“Por tudo isso, estabelecer uma produção que respeite o original e ao mesmo tempo o represente de maneira viva e significativa para nossa cultura é um enorme desafio, vencido pelo diretor André-Heller Lopes e sua equipe, em uma Valquíria brasileira e, ao mesmo tempo, universal”.

O Estado de S. Paulo, 2011 sobre Die Walküre, Theatro Municipal de São Paulo

André Heller-Lopes é dono de uma trajetória ímpar no Brasil. Ganhou três vezes o prêmio Carlos Gomes de Melhor Diretor Cênico. Doutor pelo Department of Portuguese and Brazilian Studies do Kings College de Londres, é professor do Departamento Vocal da Escola de Música da UFRJ. Especializou-se na San Francisco Ópera nos EUA e na Royal Ópera House, Covent Garden, de Londres. Coordenador de Ópera da Prefeitura do Rio de Janeiro entre 2003 e 2008, comandou o Programa de Jovens Intérpretes do Theatro Nacional de São Carlos, em Lisboa por duas temporadas. Recentemente foi convidado pela Orquestra Sinfônica Brasileira para assumir o cargo de Coordenador de Elencos das óperas de sua Temporada 2013.

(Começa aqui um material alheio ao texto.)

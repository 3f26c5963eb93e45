use chrono::NaiveDateTime;
use serde::{Deserialize, Serialize};
use serde_json::{Map, Value};
use sqlx::{FromRow, Type};

/// What kind of input a training source was created from.
#[derive(Debug, Clone, Copy, PartialEq, Eq, Serialize, Deserialize, Type)]
#[sqlx(type_name = "TEXT", rename_all = "lowercase")]
#[serde(rename_all = "lowercase")]
pub enum SourceKind {
    Website,
    File,
    Text,
    Csv,
}

impl SourceKind {
    #[inline]
    pub fn as_str(self) -> &'static str {
        match self {
            SourceKind::Website => "website",
            SourceKind::File => "file",
            SourceKind::Text => "text",
            SourceKind::Csv => "csv",
        }
    }
}

impl std::fmt::Display for SourceKind {
    #[inline]
    fn fmt(&self, f: &mut std::fmt::Formatter<'_>) -> std::fmt::Result {
        f.write_str(self.as_str())
    }
}

/// One ingested unit: a URL, a file, a pasted text, or a CSV.
///
/// `chunk_count` doubles as a coarse completion signal: 0 while indexing,
/// positive once ingestion finished. Failed ingestions delete the row
/// outright so no zombie source ever lingers at 0.
#[derive(Debug, Clone, PartialEq, Eq, Serialize, Deserialize, FromRow)]
#[serde(rename_all = "camelCase")]
pub struct TrainingSource {
    pub id: String,
    pub tenant_id: String,
    pub kind: SourceKind,
    pub name: String,
    pub chunk_count: i64,
    pub created_at: NaiveDateTime,
    pub updated_at: NaiveDateTime,
}

impl TrainingSource {
    #[inline]
    pub fn is_indexed(&self) -> bool {
        self.chunk_count > 0
    }
}

#[derive(Debug, Clone, PartialEq, Eq)]
pub struct NewTrainingSource {
    pub id: String,
    pub tenant_id: String,
    pub kind: SourceKind,
    pub name: String,
}

/// One CSV upload persisted as an opaque row set. Headers and rows are JSON
/// blobs; they are consulted by the structured-analysis path, never queried
/// as SQL.
#[derive(Debug, Clone, PartialEq, Eq, FromRow)]
pub struct RowSet {
    pub id: String,
    pub tenant_id: String,
    pub file_name: String,
    pub table_name: String,
    pub headers: String,
    pub row_count: i64,
    pub rows: String,
    pub created_at: NaiveDateTime,
}

impl RowSet {
    #[inline]
    pub fn headers(&self) -> Vec<String> {
        serde_json::from_str(&self.headers).unwrap_or_default()
    }

    #[inline]
    pub fn rows(&self) -> Vec<Map<String, Value>> {
        serde_json::from_str(&self.rows).unwrap_or_default()
    }
}

#[derive(Debug, Clone, PartialEq, Eq)]
pub struct NewRowSet {
    pub tenant_id: String,
    pub file_name: String,
    pub table_name: String,
    pub headers: Vec<String>,
    pub rows: Vec<Map<String, Value>>,
}

/// Contact captured by the widget's lead form. Serialized camelCase like
/// the rest of the wire surface.
#[derive(Debug, Clone, PartialEq, Eq, Serialize, Deserialize, FromRow)]
#[serde(rename_all = "camelCase")]
pub struct Lead {
    pub id: String,
    pub tenant_id: String,
    pub email: String,
    pub phone: Option<String>,
    pub message: Option<String>,
    pub source: Option<String>,
    pub created_at: NaiveDateTime,
}

#[derive(Debug, Clone, PartialEq, Eq, Deserialize)]
#[serde(rename_all = "camelCase")]
pub struct NewLead {
    pub tenant_id: String,
    pub email: String,
    pub phone: Option<String>,
    pub message: Option<String>,
    pub source: Option<String>,
}

/// One logged chat turn. Written fire-and-forget after a response streams.
#[derive(Debug, Clone, PartialEq, Eq, FromRow)]
pub struct ChatLogEntry {
    pub id: String,
    pub tenant_id: String,
    pub session_id: String,
    pub role: String,
    pub content: String,
    pub created_at: NaiveDateTime,
}

#[cfg(test)]
mod tests {
    use super::*;
    use chrono::Utc;

    #[test]
    fn source_kind_round_trips_as_text() {
        assert_eq!(SourceKind::Website.as_str(), "website");
        assert_eq!(SourceKind::Csv.to_string(), "csv");
    }

    #[test]
    fn indexed_signal_is_chunk_count_positive() {
        let now = Utc::now().naive_utc();
        let source = TrainingSource {
            id: "s1".to_string(),
            tenant_id: "t1".to_string(),
            kind: SourceKind::Text,
            name: "Pasted text".to_string(),
            chunk_count: 0,
            created_at: now,
            updated_at: now,
        };
        assert!(!source.is_indexed());
        assert!(TrainingSource { chunk_count: 3, ..source }.is_indexed());
    }

    #[test]
    fn row_set_decodes_json_columns() {
        let row_set = RowSet {
            id: "r1".to_string(),
            tenant_id: "t1".to_string(),
            file_name: "x.csv".to_string(),
            table_name: "x".to_string(),
            headers: r#"["name","email"]"#.to_string(),
            row_count: 1,
            rows: r#"[{"name":"Alice","email":null}]"#.to_string(),
            created_at: Utc::now().naive_utc(),
        };

        assert_eq!(row_set.headers(), vec!["name", "email"]);
        let rows = row_set.rows();
        assert_eq!(rows.len(), 1);
        assert!(rows[0]["email"].is_null());
    }
}
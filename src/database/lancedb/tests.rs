use super::*;

#[test]
fn vector_record_structure() {
    let metadata = ChunkMetadata {
        tenant_id: "tenant_123".to_string(),
        source_id: "source_456".to_string(),
        source_kind: "website".to_string(),
        locator: "https://example.com/pricing".to_string(),
        content: "This is test content for the chunk".to_string(),
        chunk_index: 0,
        created_at: "2024-01-01T00:00:00Z".to_string(),
    };

    let record = VectorRecord {
        id: "embedding_123".to_string(),
        vector: vec![0.1, 0.2, 0.3],
        metadata,
    };

    assert_eq!(record.id, "embedding_123");
    assert_eq!(record.vector.len(), 3);
    assert_eq!(record.metadata.tenant_id, "tenant_123");
    assert_eq!(record.metadata.chunk_index, 0);
}

#[test]
fn chunk_metadata_serialization() {
    let metadata = ChunkMetadata {
        tenant_id: "tenant_a".to_string(),
        source_id: "source_1".to_string(),
        source_kind: "file".to_string(),
        locator: "manual.pdf".to_string(),
        content: "Test content".to_string(),
        chunk_index: 5,
        created_at: "2024-01-01T00:00:00Z".to_string(),
    };

    let json = serde_json::to_string(&metadata).expect("can serialize json");
    let deserialized: ChunkMetadata = serde_json::from_str(&json).expect("can parse json");

    assert_eq!(metadata.tenant_id, deserialized.tenant_id);
    assert_eq!(metadata.locator, deserialized.locator);
}

#[test]
fn vector_id_is_deterministic() {
    let a = vector_id("tenant-a", "website", "https://example.com/page", 3);
    let b = vector_id("tenant-a", "website", "https://example.com/page", 3);
    assert_eq!(a, b);
}

#[test]
fn vector_id_varies_by_tenant_locator_and_ordinal() {
    let base = vector_id("tenant-a", "website", "https://example.com/page", 0);
    assert_ne!(base, vector_id("tenant-b", "website", "https://example.com/page", 0));
    assert_ne!(base, vector_id("tenant-a", "website", "https://example.com/other", 0));
    assert_ne!(base, vector_id("tenant-a", "website", "https://example.com/page", 1));
}

#[test]
fn vector_id_shape() {
    let id = vector_id("tenant-a", "file", "report with spaces.pdf", 2);
    assert!(id.starts_with("tenant-a_file_"));
    assert!(id.ends_with("_2"));
    // Hash segment is 16 hex characters regardless of locator content.
    let hash = id
        .strip_prefix("tenant-a_file_")
        .and_then(|rest| rest.strip_suffix("_2"))
        .expect("id has expected shape");
    assert_eq!(hash.len(), 16);
    assert!(hash.chars().all(|c| c.is_ascii_hexdigit()));
    assert!(!id.contains(' '));
}
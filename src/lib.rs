//! Minimalist heap allocator for a single-threaded address space backed by
//! a monotonically growing program break.
//!
//! The heap is one contiguous arena that only ever grows upward. It is
//! partitioned end to end into regions, each made of a small fixed-size
//! header followed by the payload handed to the caller:
//!
//! ```text
//!                arena (grows upward with the break)
//! +----------+-----------+----------+-----------+----------+---------+
//! | header   | payload   | header   | payload   | header   | payload |
//! +----------+-----------+----------+-----------+----------+---------+
//! ^                      ^                                           ^
//! first region           next region = base + total size             break
//! ```
//!
//! Regions form a doubly linked total order by address. Free regions are
//! additionally threaded onto one of 32 segregated free lists indexed by
//! the power of two bracketing their payload capacity; the list node is
//! overlaid on the first bytes of the free payload, so bookkeeping costs
//! nothing beyond the region header itself. Releasing a region coalesces
//! it with free neighbors, allocation splits oversized regions, and when
//! no free region fits, the arena grows through the [`ProgramBreak`]
//! seam, preferring to extend the last region over appending a new one.
//!
//! All of it assumes a single thread of execution: entry points take
//! `&mut self` and nothing ever blocks or yields. The only call out of
//! the crate is to the break primitive.
//!
//! # Examples
//!
//! ```rust
//! use brkalloc::{ArenaBreak, Heap};
//!
//! let mut heap = Heap::with_break(ArenaBreak::new(4096));
//!
//! let ptr = heap.allocate(100).unwrap();
//! unsafe {
//!     ptr.as_ptr().write_bytes(0xAB, 100);
//!     heap.deallocate(Some(ptr));
//! }
//! ```
//!
//! On unix targets [`Heap::new`] builds a heap over the real `sbrk`.
//! Only one such heap may exist per process, since the break has a
//! single owner.

use std::ptr::NonNull;

mod align;
mod brk;
mod freelist;
mod heap;
mod region;
mod stats;

/// Non-null pointer to `T`. Used in most places instead of `*mut T` so
/// the compiler forces us to handle the `None` case.
pub(crate) type Pointer<T> = Option<NonNull<T>>;

#[cfg(all(unix, not(miri)))]
pub use brk::SystemBreak;
pub use brk::{ArenaBreak, ProgramBreak};
pub use heap::Heap;
pub use region::ALIGNMENT;
pub use stats::HeapInfo;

Especializado em ópera, o carioca André Heller-Lopes vem colhendo elogios de crítica e público, destacando-se espetáculos como Diário do Desaparecido e Savitri, no CCBB-SP e DF, Ariadne auf Naxos (Strauss) ou as aclamdas montagens de A Valquíria e Crepúsculo dos Deuses (Wagner) no Theatro Municipal de São Paulo, Tosca (Puccini), no Kleinesfestpielhaus, em Salzburgo (trabalho foi descrito como um “retumbante sucesso”), ou Nabucco (TMRJ) e Anjo Negro (EAV Parque Lage), no Rio de Janeiro. Seu Tristão e Isolda (Wagner), em Manaus, foi definido como "um padrão de qualidade operístico inédito em nosso país" (O Estado de São Paulo).

Dirigiu uma grande variedade de óperas, no Brasil, Áustria, Inglaterra e Portugal: Samson et Dalila (Saint-Saëns), Andrea Chenier (Giordano), La Fille du Régiment (Donizetti), Die Walküre (Wagner), Idomeneo (Mozart), Cavalleria Rusticana (Mascagni), A Ópera dos 3 Vinténs (Brecht), Mozart & Salieri (Rimsky-Korsakov), Der Schauspieldirektor (Mozart), Falstaff (Verdi), Der Rosenkavalier (Strauss) e Der Zwerg (Zemlinsky). André-Heller ainda idealizou a criação de novas óperas brasileiras, como Caixeiro da Taverna, Domitila e Anjo Negro. Trabalhou nos Estados Unidos, na San Francisco Opera e Metropolitan Opera; em Londres, na Royal Opera House; e em Portugal, no Teatro Nacional de São Carlos. Ao longo de duas temporadas no Covent Garden (Londres), encenou O Imperador de Atlantis (Ullmann) e o Diário do Desaparecido (Janácek), além de ter trabalhado na direção de 15 óperas, ao lado de diretores como Copley, K. Warner, Miller, Martone e Armfield. Dirigiu O Barbeiro de Sevilha (Rossini), no Iford Arts Summer Festival, em Londres, e Yerma (Villa-Lobos), em Berlim, Lisboa e Paris. No Teatro Nacional de São Carlos (Lisboa), produziu Dido & Aneas (Purcell), Trouble in Tahiti (Bernstein), L’Occasione fa Il ladro (Rossini) e Hansel & Gretel (Humperdinck). Mais recentemente, André Heller-Lopes fez a sua estréia na Argentina, com Rigoletto (Verdi), na Buenos Aires Lírica.

Ganhador do prêmio internacional Britten 100Awards, André Heller-Lopes dirigirá em 2013 a estreia brasileira de A Midsummer's Night Dream (Rio de Janeiro e São Paulo) e Jenufa em Buenos Aires.